Sure, if you want your patient's claim to be denied this is a great way to get it to happen without bearing the responsibility yourself. The physicians who perform 'I'MEs are retained and paid by the insurance company and as a rule, if they frequently find that claims should be paid, they shortly will find themselves no longer employed by that insurance company.

Armadillos specified that s/he thought the leave was medically appropriate. In that case the best way to actually obtain the leave is to fill out the paperwork oneself.

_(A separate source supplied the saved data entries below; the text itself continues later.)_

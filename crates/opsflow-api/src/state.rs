//! Application state wiring all services together.
//!
//! AppState holds the concrete service instances used by both CLI and REST API.
//! Services are generic over the repository traits; AppState pins them to the
//! SQLite implementations.

use std::path::PathBuf;
use std::sync::{Arc, Mutex};

use opsflow_core::event::bus::EventBus;
use opsflow_core::workflow::definition::DefinitionService;
use opsflow_core::workflow::dispatcher::{RunLauncher, TriggerDispatcher};
use opsflow_core::workflow::engine::{EngineError, EngineLauncher, ExecutionEngine};
use opsflow_core::workflow::handler::HandlerRegistry;
use opsflow_core::workflow::poller::Poller;
use opsflow_infra::config::{load_config, resolve_data_dir, resolve_database_url};
use opsflow_infra::http_node::WebhookCallHandler;
use opsflow_infra::sqlite::execution::SqliteExecutionRepository;
use opsflow_infra::sqlite::pool::DatabasePool;
use opsflow_infra::sqlite::workflow::SqliteWorkflowRepository;
use opsflow_types::config::OpsflowConfig;
use opsflow_types::execution::RunStatus;
use uuid::Uuid;

/// Concrete type aliases for the service generics pinned to infra implementations.
pub type Workflows = SqliteWorkflowRepository;
pub type Executions = SqliteExecutionRepository;

pub type ConcreteDefinitionService = DefinitionService<Workflows, Executions>;
pub type ConcreteDispatcher = TriggerDispatcher<Workflows, Executions>;
pub type ConcreteEngine = ExecutionEngine<Workflows, Executions>;
pub type ConcretePoller = Poller<Workflows, Executions>;

/// How dispatched runs reach the engine.
#[derive(Debug, Clone, Copy, PartialEq, Eq)]
pub enum LaunchMode {
    /// Each run is driven on its own tokio task (server).
    Background,
    /// Runs are collected and driven by the caller before it exits (CLI).
    Inline,
}

/// Collects launched run ids for [`LaunchMode::Inline`].
#[derive(Default)]
pub struct InlineLauncher {
    pending: Mutex<Vec<Uuid>>,
}

impl InlineLauncher {
    fn take(&self) -> Vec<Uuid> {
        self.pending
            .lock()
            .map(|mut ids| std::mem::take(&mut *ids))
            .unwrap_or_default()
    }
}

impl RunLauncher for InlineLauncher {
    fn launch(&self, run_id: Uuid) {
        if let Ok(mut ids) = self.pending.lock() {
            ids.push(run_id);
        }
    }
}

/// Shared application state holding all services.
#[derive(Clone)]
pub struct AppState {
    pub definitions: Arc<ConcreteDefinitionService>,
    pub dispatcher: Arc<ConcreteDispatcher>,
    pub engine: Arc<ConcreteEngine>,
    pub poller: Arc<ConcretePoller>,
    pub executions: Arc<Executions>,
    pub event_bus: EventBus,
    pub config: OpsflowConfig,
    pub data_dir: PathBuf,
    inline: Option<Arc<InlineLauncher>>,
}

impl AppState {
    /// Initialize the application state: load config, connect to DB, wire services.
    pub async fn init(mode: LaunchMode) -> anyhow::Result<Self> {
        let data_dir = resolve_data_dir();
        tokio::fs::create_dir_all(&data_dir).await?;

        let config = load_config(&data_dir).await;
        let db_url = resolve_database_url(&config, &data_dir);
        let db_pool = DatabasePool::new(&db_url).await?;

        Self::from_parts(db_pool, config, data_dir, mode)
    }

    /// Wire services over an open pool.
    pub fn from_parts(
        db_pool: DatabasePool,
        config: OpsflowConfig,
        data_dir: PathBuf,
        mode: LaunchMode,
    ) -> anyhow::Result<Self> {
        let workflows = Arc::new(SqliteWorkflowRepository::new(db_pool.clone()));
        let executions = Arc::new(SqliteExecutionRepository::new(db_pool));

        let mut registry = HandlerRegistry::with_builtins();
        registry.register(WebhookCallHandler::new(&config.webhook_call)?);
        tracing::debug!(node_types = ?registry.node_types(), "node handlers registered");

        let event_bus = EventBus::new(config.engine.event_capacity);
        let engine = Arc::new(ExecutionEngine::new(
            workflows.clone(),
            executions.clone(),
            Arc::new(registry),
            event_bus.clone(),
            config.engine.clone(),
        ));

        let inline = (mode == LaunchMode::Inline).then(|| Arc::new(InlineLauncher::default()));
        let launcher: Arc<dyn RunLauncher> = match &inline {
            Some(inline) => inline.clone(),
            None => Arc::new(EngineLauncher::new(engine.clone())),
        };

        let dispatcher = Arc::new(TriggerDispatcher::new(
            workflows.clone(),
            executions.clone(),
            launcher,
        ));
        let poller = Arc::new(Poller::new(
            workflows.clone(),
            executions.clone(),
            dispatcher.clone(),
            engine.clone(),
            config.scheduler.clone(),
        ));
        let definitions = Arc::new(DefinitionService::new(workflows, executions.clone()));

        Ok(Self {
            definitions,
            dispatcher,
            engine,
            poller,
            executions,
            event_bus,
            config,
            data_dir,
            inline,
        })
    }

    /// Drive every run launched since the last call, in launch order.
    ///
    /// Only meaningful in [`LaunchMode::Inline`]; background runs are
    /// already on their own tasks.
    pub async fn drive_launched(&self) -> Result<Vec<(Uuid, RunStatus)>, EngineError> {
        let Some(inline) = &self.inline else {
            return Ok(Vec::new());
        };
        let mut outcomes = Vec::new();
        for run_id in inline.take() {
            let status = self.engine.run(run_id).await?;
            outcomes.push((run_id, status));
        }
        Ok(outcomes)
    }
}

I generally do this in front of the patient, during their regular appointment time and with their input.

By the way short term leave from work is governed by state law not federal.
U.S. Department of Labor -- ODEP - Office of Disability Employment Policy - Publications - Employment Laws: Medical and Disability-Related Leave
 
Sure, if you want your patient's claim to be denied this is a great way to get it to happen without bearing the responsibility yourself. The physicians who perform 'I'MEs are retained and paid by the insurance company and as a rule, if they frequently find that claims should be paid, they shortly will find themselves no longer employed by that insurance company.

Armadillos specified that s/he thought the leave was medically appropriate. In that case the best way to actually obtain the leave is to fill out the paperwork oneself. I generally do this in front of the patient, during their regular appointment time and with their input.

By the way short term leave from work is governed by state law not federal.
U.S. Department of Labor -- ODEP - Office of Disability Employment Policy - Publications - Employment Laws: Medical and Disability-Related Leave


1) the patients contractual agreement with his or her disability insurer is not your business.

2) your concern about an ime deciding unfavorably upon your patient is exactly why the AMA and apa (psychiatry) have indicated that treating psychiatrists should not determine disability. A treating physician should absolutely have their patients best interest at heart, which is why the courts want an independent examiner.

3) I would hope that if you decide to go against professional ethics, you would at least acquaint ourself with the professional standards for how disability is determined. Otherwise one is just violating professional ethics and practing in an manner inconsistent with standards of care. Hint: AMA has some books about the subject.

4) there is a huge body of literature indicating that being off work is harmful to people and that working has a positive effect on longevity, psychiatric illness, weight, etc. hopefully, the serious implications of disability would be balanced between the near term and long term effects with the return to work guidelines being used.

5) return to work is not exclusively determined by state law. At least so long as your state has a va, any sort of waterway, any sort of railroad, any sort of postal office, any sort of airport, etc. don't even get me started on Indian reservations. Federal law, of which ada is one, requires specific things relevant to fmla.
 
Now I'm just confused, best I can tell the absolute standard of care in my community is that Doctors of all specialties will in general fill out short term disability paperwork for their patients if they feel it's appropriate. So all these folks are just completing going out on a limb? Maybe I'm misunderanding what is going on in my community, it hasn't actually come up for me to have an established pt ask for this
 
Now I'm just confused, best I can tell the absolute standard of care in my community is that Doctors of all specialties will in general fill out short term disability paperwork for their patients if they feel it's appropriate. So all these folks are just completing going out on a limb? Maybe I'm misunderanding what is going on in my community, it hasn't actually come up for me to have an established pt ask for this

In my opinion, just 2 opposing viewpoints. I see both sides as reasonable.

Ideally there is an objective party that determines disability, but in reality that doesn't happen. The IME is often as biased or more than as the treating doc.

Also I oppose the AMA as they are quite out of touch with many docs. This results in physicians having poor political representation.